Integration of RITA into HIV Testing Algorithm in Ireland Has Improved HIV Surveillance and Design of HIV Interventions

Integration of RITA into HIV Testing Algorithm in Ireland Has Improved HIV Surveillance and Design of HIV Interventions

Summary of E. Robison et al (2019). Integration of a recent infection testing algorithm into HIV surveillance in Ireland: improving HIV knowledge to target prevention. Epidemiology and Infection 147, e136, 1-7.
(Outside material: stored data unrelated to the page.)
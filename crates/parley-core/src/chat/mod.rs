//! Chat sessions and the assistant backend port.

pub mod backend;
pub mod session;

pub use backend::{ChatBackend, ChatReply};
pub use session::{LifecycleSweep, SessionService};
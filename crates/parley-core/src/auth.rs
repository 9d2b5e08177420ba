//! Credential validation port.
//!
//! The transport never inspects tokens itself; the API layer supplies a
//! validator (JWT in production) and the upgrade handler rejects the
//! connection before any socket is opened if validation fails.

use parley_types::error::AuthError;

/// The authenticated principal behind a connection.
#[derive(Debug, Clone, PartialEq, Eq)]
pub struct Identity {
    pub user_id: String,
    pub display_name: Option<String>,
}

impl Identity {
    pub fn new(user_id: impl Into<String>) -> Self {
        Self {
            user_id: user_id.into(),
            display_name: None,
        }
    }
}

/// Validates a bearer credential presented at connect time.
pub trait TokenValidator: Send + Sync {
    /// Resolve `token` to an identity, or explain why it is not acceptable.
    fn validate(&self, token: &str) -> Result<Identity, AuthError>;
}

/// Extract the credential from an `Authorization: Bearer` header value.
pub fn bearer_token(header: &str) -> Result<&str, AuthError> {
    let token = header
        .strip_prefix("Bearer ")
        .or_else(|| header.strip_prefix("bearer "))
        .ok_or_else(|| AuthError::InvalidToken("expected a Bearer token".to_string()))?
        .trim();
    if token.is_empty() {
        return Err(AuthError::MissingToken);
    }
    Ok(token)
}

#[cfg(test)]
mod tests {
    use super::*;

    #[test]
    fn test_bearer_token_extraction() {
        assert_eq!(bearer_token("Bearer abc.def").unwrap(), "abc.def");
        assert_eq!(bearer_token("bearer xyz").unwrap(), "xyz");
        assert_eq!(bearer_token("Bearer   ").unwrap_err(), AuthError::MissingToken);
        assert!(matches!(
            bearer_token("Basic dXNlcg=="),
            Err(AuthError::InvalidToken(_))
        ));
    }
}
Between 2012 and 2016 Ireland experienced at 50% increase in the number of HIV diagnosis. In order to understand whether there was an upsurge in the epidemic or if the increase was a result of detecting previously undiagnosed cases they integrated recent infection testing into their diagnosis-based HIV surveillance system. The goal was to identify recent infections in order to better monitor the HIV epidemic and target prevention programs. They integrated Lag Avidity testing into their routine testing and used demographic, clinical and epidemiological information routinely collected through their Computerised Infectious Disease Reporting (CIDR) system to complete the recent infection testing algorithm. The National Virus Reference Laboratory (NVRL) tested sera from all new HIV cases with the Sedia HIV-1 limiting antigen-avidity EIA assay. They also tested for the p24 antigen which is an indicator of infection in the last 3 weeks.

They applied RITA to diagnoses notified between 1 January 2016 and 31 December 2016 with an avidity index (AI) result. Surveillance data were extracted from CIDR in August 2017, after the annual data validation process was completed. The RITA used classified cases with an AI of less than 1.5 as likely to be a recent infection unless epidemiological criteria (CD4 count <200 cells/mm3; viral load <400 copies/ml; the presence of AIDS-defining illness; prior antiretroviral therapy use; history of PrEP or PEP use in previous 6 months) indicated a potential false-recent result. They calculated a second estimate of the proportion of recent infections that included cases who were p24 antigen positive, but did not have avidity testing carried out. The denominator for this estimate included all HIV diagnoses notified in 2016 with an available AI result, or with a positive p24 antigen test.

RITA results were returned to clinicians with interpretation guidance (drafted in partnership with patient organizations). There were anecdotal reports that results are valuable at both individual and population level.

Of 508 diagnoses in 2016, they linked 448 (88.1%) to an avidity test result. RITA classified 12.5% of diagnoses as recent, with the highest proportion (26.3%) amongst people who inject drugs. In multivariable logistic regression, recent infection was more likely with a concurrent sexually transmitted infection (aOR 2.59; 95% CI 1.04–6.45). Data were incomplete for at least one RITA criterion in 48% of cases.

The study highlights the need to monitor trends in HIV testing patterns by sub-group as a critical step to interpreting recent infection testing data. They identified recent infections among persons previously diagnosed outside of Ireland; inclusion criteria of previous diagnosis <1 year should be considered.

The study demonstrated the feasibility of integrating RITA into routine surveillance and showed ongoing HIV transmission and a high proportion of recent infection among PWID. To improve the interpretation of RITA, further efforts are required to improve completeness of the required epidemiological data.